Blog 1: Starting out in Carpentry & Joinery

Name: Scott

Course: Level 2 Carpentry & Joinery

I’ve always been interested in working with my hands; creating, mending, making and fixing things from a young age, but my start in carpentry wasn’t the most conventional.

Originally I wanted to be an archaeologist -perhaps this was a mix of wanting to be Indiana Jones or maybe Tony Robinson on the Time Team… or maybe both.  So, I went to sixth form and took A-Levels in Archaeology as well as Art and Communications & Culture. I passed all three, but was disillusioned as far from my ideal of digging in fields, archaeology seemed to be book based and I was spending more time rummaging in the library, than in the mud.

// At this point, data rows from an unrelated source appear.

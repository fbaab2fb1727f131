// Musical shapes
// Physical shapes are the classifier output classes; logical shapes are derived by checks

use serde::{Deserialize, Serialize};
use std::fmt;

/// Musical symbol shapes
///
/// Variants up to and including `Clutter` are physical shapes, in the exact
/// order of classifier outputs. Variants after it are never produced by a
/// classifier directly.
#[derive(Debug, Clone, Copy, PartialEq, Eq, PartialOrd, Ord, Hash, Serialize, Deserialize)]
pub enum Shape {
    // Markers and pauses
    DalSegno,
    DaCapo,
    Segno,
    Coda,
    BreathMark,
    Caesura,
    FermataArc,
    FermataArcBelow,

    // Clefs
    GClef,
    GClefSmall,
    GClef8va,
    GClef8vb,
    CClef,
    FClef,
    FClefSmall,
    PercussionClef,

    // Accidentals
    Flat,
    Natural,
    Sharp,
    DoubleSharp,
    DoubleFlat,

    // Time signatures
    TimeTwo,
    TimeThree,
    TimeFour,
    TimeSix,
    TimeEight,
    CommonTime,
    CutTime,

    // Rests
    LongRest,
    BreveRest,
    /// Half or whole rest, told apart only by pitch position
    HwRestSet,
    QuarterRest,
    EighthRest,
    OneSixteenthRest,
    OneThirtySecondRest,

    // Flags
    Flag1,
    Flag1Up,
    Flag2,
    Flag2Up,

    // Dynamics
    DynamicsP,
    DynamicsF,
    DynamicsMf,

    // Articulations and ornaments
    Accent,
    StrongAccent,
    Tenuto,
    Turn,
    Mordent,
    Trill,

    // Heads
    NoteheadBlack,
    NoteheadVoid,
    WholeNote,

    AugmentationDot,

    /// Pure clutter, recognized as garbage
    Clutter,

    // Logical shapes
    /// Too small to be anything
    Noise,
    HalfRest,
    WholeRest,
}

/// Number of physical shapes, i.e. classifier output size
pub const SHAPE_COUNT: usize = Shape::Clutter as usize + 1;

impl Shape {
    /// All shapes in ordinal order
    pub const ALL: &'static [Shape] = &[
        Shape::DalSegno,
        Shape::DaCapo,
        Shape::Segno,
        Shape::Coda,
        Shape::BreathMark,
        Shape::Caesura,
        Shape::FermataArc,
        Shape::FermataArcBelow,
        Shape::GClef,
        Shape::GClefSmall,
        Shape::GClef8va,
        Shape::GClef8vb,
        Shape::CClef,
        Shape::FClef,
        Shape::FClefSmall,
        Shape::PercussionClef,
        Shape::Flat,
        Shape::Natural,
        Shape::Sharp,
        Shape::DoubleSharp,
        Shape::DoubleFlat,
        Shape::TimeTwo,
        Shape::TimeThree,
        Shape::TimeFour,
        Shape::TimeSix,
        Shape::TimeEight,
        Shape::CommonTime,
        Shape::CutTime,
        Shape::LongRest,
        Shape::BreveRest,
        Shape::HwRestSet,
        Shape::QuarterRest,
        Shape::EighthRest,
        Shape::OneSixteenthRest,
        Shape::OneThirtySecondRest,
        Shape::Flag1,
        Shape::Flag1Up,
        Shape::Flag2,
        Shape::Flag2Up,
        Shape::DynamicsP,
        Shape::DynamicsF,
        Shape::DynamicsMf,
        Shape::Accent,
        Shape::StrongAccent,
        Shape::Tenuto,
        Shape::Turn,
        Shape::Mordent,
        Shape::Trill,
        Shape::NoteheadBlack,
        Shape::NoteheadVoid,
        Shape::WholeNote,
        Shape::AugmentationDot,
        Shape::Clutter,
        Shape::Noise,
        Shape::HalfRest,
        Shape::WholeRest,
    ];

    /// Physical shapes, indexed by classifier output
    pub fn physical_shapes() -> &'static [Shape] {
        &Self::ALL[..SHAPE_COUNT]
    }

    /// Names of physical shapes, used as persisted output labels
    pub fn physical_names() -> Vec<&'static str> {
        Self::physical_shapes().iter().map(|s| s.name()).collect()
    }

    pub fn ordinal(&self) -> usize {
        *self as usize
    }

    pub fn is_physical(&self) -> bool {
        self.ordinal() < SHAPE_COUNT
    }

    /// Shape to use for training, None for shapes never trained
    pub fn physical_shape(&self) -> Option<Shape> {
        match self {
            Shape::HalfRest | Shape::WholeRest => Some(Shape::HwRestSet),
            Shape::Noise => None,
            s => Some(*s),
        }
    }

    pub fn is_clef(&self) -> bool {
        matches!(
            self,
            Shape::GClef
                | Shape::GClefSmall
                | Shape::GClef8va
                | Shape::GClef8vb
                | Shape::CClef
                | Shape::FClef
                | Shape::FClefSmall
                | Shape::PercussionClef
        )
    }

    /// Parse a persisted shape name
    pub fn from_name(name: &str) -> Option<Shape> {
        Self::ALL.iter().copied().find(|s| s.name() == name)
    }

    /// Stable upper-case name
    pub fn name(&self) -> &'static str {
        match self {
            Shape::DalSegno => "DAL_SEGNO",
            Shape::DaCapo => "DA_CAPO",
            Shape::Segno => "SEGNO",
            Shape::Coda => "CODA",
            Shape::BreathMark => "BREATH_MARK",
            Shape::Caesura => "CAESURA",
            Shape::FermataArc => "FERMATA_ARC",
            Shape::FermataArcBelow => "FERMATA_ARC_BELOW",
            Shape::GClef => "G_CLEF",
            Shape::GClefSmall => "G_CLEF_SMALL",
            Shape::GClef8va => "G_CLEF_8VA",
            Shape::GClef8vb => "G_CLEF_8VB",
            Shape::CClef => "C_CLEF",
            Shape::FClef => "F_CLEF",
            Shape::FClefSmall => "F_CLEF_SMALL",
            Shape::PercussionClef => "PERCUSSION_CLEF",
            Shape::Flat => "FLAT",
            Shape::Natural => "NATURAL",
            Shape::Sharp => "SHARP",
            Shape::DoubleSharp => "DOUBLE_SHARP",
            Shape::DoubleFlat => "DOUBLE_FLAT",
            Shape::TimeTwo => "TIME_TWO",
            Shape::TimeThree => "TIME_THREE",
            Shape::TimeFour => "TIME_FOUR",
            Shape::TimeSix => "TIME_SIX",
            Shape::TimeEight => "TIME_EIGHT",
            Shape::CommonTime => "COMMON_TIME",
            Shape::CutTime => "CUT_TIME",
            Shape::LongRest => "LONG_REST",
            Shape::BreveRest => "BREVE_REST",
            Shape::HwRestSet => "HW_REST_SET",
            Shape::QuarterRest => "QUARTER_REST",
            Shape::EighthRest => "EIGHTH_REST",
            Shape::OneSixteenthRest => "ONE_16TH_REST",
            Shape::OneThirtySecondRest => "ONE_32ND_REST",
            Shape::Flag1 => "FLAG_1",
            Shape::Flag1Up => "FLAG_1_UP",
            Shape::Flag2 => "FLAG_2",
            Shape::Flag2Up => "FLAG_2_UP",
            Shape::DynamicsP => "DYNAMICS_P",
            Shape::DynamicsF => "DYNAMICS_F",
            Shape::DynamicsMf => "DYNAMICS_MF",
            Shape::Accent => "ACCENT",
            Shape::StrongAccent => "STRONG_ACCENT",
            Shape::Tenuto => "TENUTO",
            Shape::Turn => "TURN",
            Shape::Mordent => "MORDENT",
            Shape::Trill => "TR",
            Shape::NoteheadBlack => "NOTEHEAD_BLACK",
            Shape::NoteheadVoid => "NOTEHEAD_VOID",
            Shape::WholeNote => "WHOLE_NOTE",
            Shape::AugmentationDot => "AUGMENTATION_DOT",
            Shape::Clutter => "CLUTTER",
            Shape::Noise => "NOISE",
            Shape::HalfRest => "HALF_REST",
            Shape::WholeRest => "WHOLE_REST",
        }
    }
}

impl fmt::Display for Shape {
    fn fmt(&self, f: &mut fmt::Formatter<'_>) -> fmt::Result {
        f.write_str(self.name())
    }
}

I started to consider ways of combining my love of the ancient with making things, but I really didn’t know where to start. As it happened, at the time my grandfather had made a wooden rocking horse for the local hospital which was I was amazed by, so I started looking into carpentry as a career with a view to carpentry restoration.

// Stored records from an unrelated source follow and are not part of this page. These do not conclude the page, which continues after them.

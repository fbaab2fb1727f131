// Shape evaluations
// A candidate shape with its grade, and why it was rejected if it was

use serde::{Deserialize, Serialize};
use std::cmp::Ordering;
use std::fmt;

use crate::glyph::Shape;

/// Grade of a shape assigned by hand
pub const MANUAL: f64 = 300.0;

/// Grade of a shape assigned by an algorithm rather than a classifier
pub const ALGORITHM: f64 = 200.0;

/// Reason attached to a rejected evaluation
#[derive(Debug, Clone, PartialEq, Eq, Serialize, Deserialize)]
pub struct Failure {
    pub reason: String,
}

impl Failure {
    pub fn new(reason: impl Into<String>) -> Self {
        Failure {
            reason: reason.into(),
        }
    }
}

impl fmt::Display for Failure {
    fn fmt(&self, f: &mut fmt::Formatter<'_>) -> fmt::Result {
        f.write_str(&self.reason)
    }
}

/// Candidate shape for a glyph
#[derive(Debug, Clone, PartialEq, Serialize, Deserialize)]
pub struct Evaluation {
    pub shape: Shape,

    /// Classifier grades lie in [0, 1]; MANUAL and ALGORITHM sit above
    pub grade: f64,

    #[serde(skip_serializing_if = "Option::is_none")]
    pub failure: Option<Failure>,
}

impl Evaluation {
    pub fn new(shape: Shape, grade: f64) -> Self {
        Evaluation {
            shape,
            grade,
            failure: None,
        }
    }

    pub fn is_failed(&self) -> bool {
        self.failure.is_some()
    }

    /// Best first: higher grade, then lower shape ordinal
    pub fn best_first(a: &Evaluation, b: &Evaluation) -> Ordering {
        b.grade
            .total_cmp(&a.grade)
            .then_with(|| a.shape.cmp(&b.shape))
    }
}

impl fmt::Display for Evaluation {
    fn fmt(&self, f: &mut fmt::Formatter<'_>) -> fmt::Result {
        write!(f, "{}({:.4})", self.shape, self.grade)?;
        if let Some(failure) = &self.failure {
            write!(f, " failure:{}", failure)?;
        }
        Ok(())
    }
}

/// Sort evaluations best first
pub fn sort_best_first(evaluations: &mut [Evaluation]) {
    evaluations.sort_by(Evaluation::best_first);
}

/// Extra processing requested on evaluations
#[derive(Debug, Clone, Copy, PartialEq, Eq, Hash, Serialize, Deserialize)]
pub enum Condition {
    /// Apply plausibility checks and drop failed candidates
    Checked,
}

#[cfg(test)]
mod tests {
    use super::*;

    #[test]
    fn test_sort_best_first() {
        let mut evaluations = vec![
            Evaluation::new(Shape::Flat, 0.2),
            Evaluation::new(Shape::Sharp, 0.9),
            Evaluation::new(Shape::Coda, 0.2),
            Evaluation::new(Shape::Natural, 0.5),
        ];
        sort_best_first(&mut evaluations);

        let shapes: Vec<Shape> = evaluations.iter().map(|e| e.shape).collect();
        assert_eq!(
            shapes,
            vec![Shape::Sharp, Shape::Natural, Shape::Coda, Shape::Flat]
        );
        for pair in evaluations.windows(2) {
            assert!(pair[0].grade >= pair[1].grade);
        }
    }

    #[test]
    fn test_sentinels_above_classifier_grades() {
        assert!(MANUAL > ALGORITHM);
        assert!(ALGORITHM > 1.0);
    }

    #[test]
    fn test_display() {
        let mut evaluation = Evaluation::new(Shape::GClef, 0.5);
        assert_eq!(evaluation.to_string(), "G_CLEF(0.5000)");

        evaluation.failure = Some(Failure::new("NotWithinWidth"));
        assert!(evaluation.is_failed());
        assert_eq!(evaluation.to_string(), "G_CLEF(0.5000) failure:NotWithinWidth");
    }
}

I decided to enrol on the Level 1 Carpentry and Joinery Course at Herefordshire & Ludlow College and then progressed onto Level 2. We’re taught everything from the basics of stud work and flooring to more complicated activities such as roofing and repairing sash windows. The course runs over two and a half days a week for a year in Hereford. Of course, there is theory, but it is limited to 2 to 3 hours per week.

There are twelve of us in the group from all different backgrounds and aged between 17 and 20 something. We work together on some projects such as roofing, whilst for others we work alone. Each of us is doing a different task and these tasks are then rotated so that we’re not all doing the same thing at the same time.

I’m looking forward to the sash window section of the course, which I’ll be talking about in my next blog.